* Records
------------------------------------------------

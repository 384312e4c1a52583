//! Prompt templates for extraction, classification, and structuring.
//!
//! Centralising every prompt here serves two purposes:
//!
//! 1. **Single source of truth** — changing how the model is instructed
//!    requires editing exactly one place.
//! 2. **Testability** — unit tests can inspect prompts directly without a
//!    live model.

use crate::schema::ExtractionSchema;

/// Default free-form prompt used when the caller supplies none.
pub const DEFAULT_PROMPT: &str = "Extract all important information from this document.";

/// Build the schema-constrained prompt.
///
/// The instruction to answer with *only* a JSON object is load-bearing: the
/// response is fed straight into a JSON parser after fence stripping.
pub fn structured_prompt(schema: &ExtractionSchema) -> String {
    format!(
        "Analyse this document and extract the information according to this JSON schema.\n\
         Respond ONLY with a valid JSON object, with no additional text.\n\n\
         Expected schema:\n{}\n\n\
         If a piece of information is not found, use null.\n",
        schema.to_prompt_json()
    )
}

/// Invoice extraction prompt over OCR text.
pub fn invoice_prompt(ocr_text: &str) -> String {
    format!(
        "You are an expert at extracting data from invoices. Analyse the following OCR text \
         and extract structured information.\n\n\
         DOCUMENT TEXT:\n```\n{ocr_text}\n```\n\n\
         Extract the following information as strict JSON:\n\n{schema}\n\n\
         IMPORTANT RULES:\n\
         1. Return ONLY the JSON, with no text before or after\n\
         2. Use null for fields that are not found\n\
         3. Amounts must be numbers, not strings\n\
         4. Dates must be in YYYY-MM-DD format\n\
         5. The confidence score reflects extraction quality (1.0 = very confident)\n\
         6. Extract as much line-item detail as possible\n\n\
         JSON:",
        schema = ExtractionSchema::invoice().to_prompt_json(),
    )
}

/// Contract extraction prompt over OCR text.
pub fn contract_prompt(ocr_text: &str) -> String {
    format!(
        "You are an expert at legal analysis of contracts. Analyse the following OCR text \
         and extract structured information.\n\n\
         DOCUMENT TEXT:\n```\n{ocr_text}\n```\n\n\
         Extract the following information as strict JSON:\n\n{schema}\n\n\
         IMPORTANT RULES:\n\
         1. Return ONLY the JSON, with no text before or after\n\
         2. Use null for fields that are not found\n\
         3. Amounts must be numbers, not strings\n\
         4. Dates must be in YYYY-MM-DD format\n\
         5. Identify the important clauses (confidentiality, penalties, termination, ...)\n\
         6. The confidence score reflects extraction quality\n\n\
         JSON:",
        schema = ExtractionSchema::contract().to_prompt_json(),
    )
}

/// Document-type classification prompt over OCR text.
pub fn classification_prompt(ocr_text: &str) -> String {
    format!(
        "Analyse the following text and determine the document type.\n\n\
         TEXT:\n```\n{ocr_text}\n```\n\n\
         Respond with EXACTLY one of the following words:\n\
         - invoice\n\
         - contract\n\
         - unknown\n\n\
         Type:"
    )
}

#[cfg(test)]
mod tests {
    use super::*;
    use serde_json::json;

    #[test]
    fn structured_prompt_embeds_schema_and_null_rule() {
        let schema = ExtractionSchema::from_value(json!({"total": "number"})).unwrap();
        let prompt = structured_prompt(&schema);
        assert!(prompt.contains("\"total\""));
        assert!(prompt.contains("ONLY with a valid JSON object"));
        assert!(prompt.contains("use null"));
    }

    #[test]
    fn typed_prompts_carry_document_text() {
        let prompt = invoice_prompt("INVOICE #123");
        assert!(prompt.contains("INVOICE #123"));
        assert!(prompt.contains("invoice_number"));

        let prompt = contract_prompt("LEASE AGREEMENT");
        assert!(prompt.contains("LEASE AGREEMENT"));
        assert!(prompt.contains("parties"));
    }

    #[test]
    fn classification_prompt_lists_labels() {
        let prompt = classification_prompt("some text");
        for label in ["invoice", "contract", "unknown"] {
            assert!(prompt.contains(label));
        }
    }
}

------------------------------------------------

* What you will do
Within the data, how many lines hold the string "quality"? Answer with the number and nothing more.

* Written reply
2